Tally up every line in the records beneath that has "TestApp", and write down only the total.

___ Data listing ___

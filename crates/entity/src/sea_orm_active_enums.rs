//! Active enums shared by the Capstone entities.
//!
//! All enums are stored as plain strings so the schema is valid on both
//! Postgres and SQLite.

use sea_orm::entity::prelude::*;
use serde::{Deserialize, Serialize};

/// Role of an authenticated user.
#[derive(Clone, Debug, PartialEq, Eq, EnumIter, DeriveActiveEnum, Serialize, Deserialize)]
#[sea_orm(rs_type = "String", db_type = "String(StringLen::N(32))")]
#[serde(rename_all = "lowercase")]
pub enum UserRole {
    /// Forms teams, applies to projects, submits milestone work
    #[sea_orm(string_value = "student")]
    Student,
    /// Publishes projects, defines milestones, grades submissions
    #[sea_orm(string_value = "professor")]
    Professor,
    /// Passes every ownership and leadership check
    #[sea_orm(string_value = "admin")]
    Admin,
}

impl std::fmt::Display for UserRole {
    fn fmt(&self, f: &mut std::fmt::Formatter<'_>) -> std::fmt::Result {
        match self {
            UserRole::Student => write!(f, "student"),
            UserRole::Professor => write!(f, "professor"),
            UserRole::Admin => write!(f, "admin"),
        }
    }
}

/// Lifecycle status of a project.
#[derive(Clone, Debug, PartialEq, Eq, EnumIter, DeriveActiveEnum, Serialize, Deserialize)]
#[sea_orm(rs_type = "String", db_type = "String(StringLen::N(32))")]
#[serde(rename_all = "snake_case")]
pub enum ProjectStatus {
    #[sea_orm(string_value = "open")]
    Open,
    #[sea_orm(string_value = "in_progress")]
    InProgress,
    #[sea_orm(string_value = "completed")]
    Completed,
    #[sea_orm(string_value = "cancelled")]
    Cancelled,
}

impl std::fmt::Display for ProjectStatus {
    fn fmt(&self, f: &mut std::fmt::Formatter<'_>) -> std::fmt::Result {
        match self {
            ProjectStatus::Open => write!(f, "open"),
            ProjectStatus::InProgress => write!(f, "in_progress"),
            ProjectStatus::Completed => write!(f, "completed"),
            ProjectStatus::Cancelled => write!(f, "cancelled"),
        }
    }
}

/// Status shared by teams and both application workflows.
///
/// `Pending -> {Approved, Rejected}`; both outcomes are terminal.
#[derive(Clone, Debug, PartialEq, Eq, EnumIter, DeriveActiveEnum, Serialize, Deserialize)]
#[sea_orm(rs_type = "String", db_type = "String(StringLen::N(32))")]
#[serde(rename_all = "lowercase")]
pub enum TeamStatus {
    #[sea_orm(string_value = "pending")]
    Pending,
    #[sea_orm(string_value = "approved")]
    Approved,
    #[sea_orm(string_value = "rejected")]
    Rejected,
}

impl TeamStatus {
    /// Whether this status is a terminal state of the application workflows.
    pub fn is_terminal(&self) -> bool { !matches!(self, TeamStatus::Pending) }
}

impl std::fmt::Display for TeamStatus {
    fn fmt(&self, f: &mut std::fmt::Formatter<'_>) -> std::fmt::Result {
        match self {
            TeamStatus::Pending => write!(f, "pending"),
            TeamStatus::Approved => write!(f, "approved"),
            TeamStatus::Rejected => write!(f, "rejected"),
        }
    }
}
//! Student Team Applications Entity
//!
//! A student's request to join an existing team, decided by the team leader.
//! Independent of the team's own project applications.

use sea_orm::entity::prelude::*;
use serde::{Deserialize, Serialize};

use crate::sea_orm_active_enums::TeamStatus;

#[derive(Clone, Debug, PartialEq, DeriveEntityModel, Eq, Serialize, Deserialize)]
#[sea_orm(table_name = "student_team_applications")]
pub struct Model {
    #[sea_orm(primary_key)]
    pub id:         i32,
    pub team_id:    i32,
    pub student_id: i32,
    pub status:     TeamStatus,
    #[sea_orm(column_type = "Text", nullable)]
    pub message:    Option<String>,
    pub created_at: chrono::DateTime<chrono::Utc>,
}

#[derive(Copy, Clone, Debug, EnumIter, DeriveRelation)]
pub enum Relation {
    #[sea_orm(
        belongs_to = "super::teams::Entity",
        from = "Column::TeamId",
        to = "super::teams::Column::Id",
        on_update = "NoAction",
        on_delete = "Cascade"
    )]
    Team,
    #[sea_orm(
        belongs_to = "super::users::Entity",
        from = "Column::StudentId",
        to = "super::users::Column::Id",
        on_update = "NoAction",
        on_delete = "Cascade"
    )]
    Student,
}

impl Related<super::teams::Entity> for Entity {
    fn to() -> RelationDef { Relation::Team.def() }
}

impl Related<super::users::Entity> for Entity {
    fn to() -> RelationDef { Relation::Student.def() }
}

impl ActiveModelBehavior for ActiveModel {}
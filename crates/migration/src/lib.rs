pub use sea_orm_migration::prelude::*;

mod m20250101_000001_create_users_table;
mod m20250101_000002_create_projects_tables;
mod m20250101_000003_create_teams_tables;
mod m20250101_000004_create_application_tables;
mod m20250101_000005_create_milestone_tables;

pub struct Migrator;

#[async_trait::async_trait]
impl MigratorTrait for Migrator {
    fn migrations() -> Vec<Box<dyn MigrationTrait>> {
        vec![
            Box::new(m20250101_000001_create_users_table::Migration),
            Box::new(m20250101_000002_create_projects_tables::Migration),
            Box::new(m20250101_000003_create_teams_tables::Migration),
            Box::new(m20250101_000004_create_application_tables::Migration),
            Box::new(m20250101_000005_create_milestone_tables::Migration),
        ]
    }
}

/// Database connection helper for CLI usage
pub async fn connect_to_database(database_url: &str) -> Result<sea_orm::DatabaseConnection, sea_orm::DbErr> {
    sea_orm::Database::connect(database_url).await
}
use common::{create_professor, create_student, date_from_today, principal_for, TestApp};
use sea_orm::EntityTrait;
use server::dto::milestones::{
    CreateMilestoneRequest,
    GradeMilestoneRequest,
    GradeSubmissionRequest,
    SubmitMilestoneRequest,
    UploadedFile,
};
use server::dto::projects::{ApplyTeamRequest, CreateProjectRequest};
use server::dto::teams::CreateTeamRequest;
use server::projects::{self, applications, milestones};
use server::teams;

async fn create_project(app: &TestApp, professor: &entity::users::Model, title: &str) -> i32 {
    projects::create_project_handler(
        &app.state,
        principal_for(professor),
        CreateProjectRequest {
            title:       title.to_string(),
            description: "A project".to_string(),
            year:        "4".to_string(),
            tags:        None,
            milestones:  vec![],
        },
    )
    .await
    .unwrap()
    .0
    .id
}

async fn add_milestone(
    app: &TestApp,
    professor: &entity::users::Model,
    project_id: i32,
    title: &str,
    due_in_days: i64,
) -> i32 {
    milestones::add_milestone_handler(
        &app.state,
        principal_for(professor),
        project_id,
        CreateMilestoneRequest {
            title:       title.to_string(),
            description: None,
            due_date:    date_from_today(due_in_days),
            weightage:   25.0,
        },
    )
    .await
    .unwrap()
    .0
    .id
}

/// A team led by `leader`, with its application to `project_id` approved.
async fn assigned_team(
    app: &TestApp,
    leader: &entity::users::Model,
    professor: &entity::users::Model,
    project_id: i32,
    name: &str,
) -> i32 {
    let team_id = teams::create_team_handler(
        &app.state,
        principal_for(leader),
        CreateTeamRequest {
            name:       name.to_string(),
            member_ids: vec![],
        },
    )
    .await
    .unwrap()
    .0
    .team
    .id;

    let application = applications::apply_handler(
        &app.state,
        principal_for(leader),
        ApplyTeamRequest {
            team_id,
            project_id,
            motivation: None,
        },
    )
    .await
    .unwrap()
    .0;

    applications::approve_handler(&app.state, principal_for(professor), application.id)
        .await
        .unwrap();

    team_id
}
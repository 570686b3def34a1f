//! # User Data Transfer Objects
//!
//! Request and response types for roster management. Credentials never
//! appear here; authentication is the identity collaborator's concern.

use serde::{Deserialize, Serialize};
use validator::Validate;

/// Request to add a user to the roster
#[derive(Debug, Clone, PartialEq, Eq, Deserialize, Validate)]
pub struct CreateUserRequest {
    /// Email address, unique across the roster
    #[validate(email(message = "A valid email address is required"))]
    pub email:      String,
    /// Full name
    #[validate(length(min = 1, max = 255, message = "Full name is required"))]
    pub full_name:  String,
    /// Role (student, professor, admin)
    #[validate(length(min = 1, message = "Role is required"))]
    pub role:       String,
    /// Department
    pub department: Option<String>,
    /// Academic year, for students
    pub year:       Option<String>,
}

/// Request for a student to update their own profile
#[derive(Debug, Clone, PartialEq, Eq, Deserialize, Validate)]
pub struct UpdateProfileRequest {
    /// Comma-separated skills
    #[validate(length(max = 2000, message = "Skills must not exceed 2000 characters"))]
    pub skills:       Option<String>,
    /// Comma-separated interests
    #[validate(length(max = 2000, message = "Interests must not exceed 2000 characters"))]
    pub interests:    Option<String>,
    /// Availability description
    #[validate(length(max = 255, message = "Availability must not exceed 255 characters"))]
    pub availability: Option<String>,
}

/// Response for a single user
#[derive(Debug, Clone, PartialEq, Eq, Serialize)]
pub struct UserResponse {
    /// User's unique identifier
    pub id:         i32,
    /// Email address
    pub email:      String,
    /// Full name
    pub full_name:  String,
    /// Role
    pub role:       String,
    /// Department
    pub department: Option<String>,
    /// Academic year
    pub year:       Option<String>,
    /// Creation timestamp (RFC 3339)
    pub created_at: String,
}

/// A student as listed in the collaboration directory
#[derive(Debug, Clone, PartialEq, Eq, Serialize)]
pub struct StudentDirectoryEntry {
    /// Student user ID
    pub id:           i32,
    /// Full name
    pub name:         String,
    /// Academic year, "Unknown" when not recorded
    pub year:         String,
    /// Department, "Unknown" when not recorded
    pub department:   String,
    /// Skills
    pub skills:       Option<String>,
    /// Interests
    pub interests:    Option<String>,
    /// Availability
    pub availability: Option<String>,
    /// Initials derived from the full name
    pub initials:     String,
    /// Teams the student belongs to
    pub teams:        Vec<i32>,
}

/// Response for user lists
#[derive(Debug, Clone, PartialEq, Eq, Serialize)]
pub struct UserListResponse {
    /// Whether the operation was successful
    pub success: bool,
    /// Users
    pub users:   Vec<UserResponse>,
}

/// Response for the student directory
#[derive(Debug, Clone, PartialEq, Eq, Serialize)]
pub struct StudentDirectoryResponse {
    /// Whether the operation was successful
    pub success:  bool,
    /// Students
    pub students: Vec<StudentDirectoryEntry>,
}
//! Team Members Entity
//!
//! Membership edge between a team and a student. The (team_id, student_id)
//! pair is unique; a team never holds more than `MAX_TEAM_SIZE` edges.

use sea_orm::entity::prelude::*;
use serde::{Deserialize, Serialize};

#[derive(Clone, Debug, PartialEq, DeriveEntityModel, Eq, Serialize, Deserialize)]
#[sea_orm(table_name = "team_members")]
pub struct Model {
    #[sea_orm(primary_key)]
    pub id:         i32,
    pub team_id:    i32,
    pub student_id: i32,
}

#[derive(Copy, Clone, Debug, EnumIter, DeriveRelation)]
pub enum Relation {
    #[sea_orm(
        belongs_to = "super::teams::Entity",
        from = "Column::TeamId",
        to = "super::teams::Column::Id",
        on_update = "NoAction",
        on_delete = "Cascade"
    )]
    Team,
    #[sea_orm(
        belongs_to = "super::users::Entity",
        from = "Column::StudentId",
        to = "super::users::Column::Id",
        on_update = "NoAction",
        on_delete = "Cascade"
    )]
    Student,
}

impl Related<super::teams::Entity> for Entity {
    fn to() -> RelationDef { Relation::Team.def() }
}

impl Related<super::users::Entity> for Entity {
    fn to() -> RelationDef { Relation::Student.def() }
}

impl ActiveModelBehavior for ActiveModel {}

___

* Written answer
4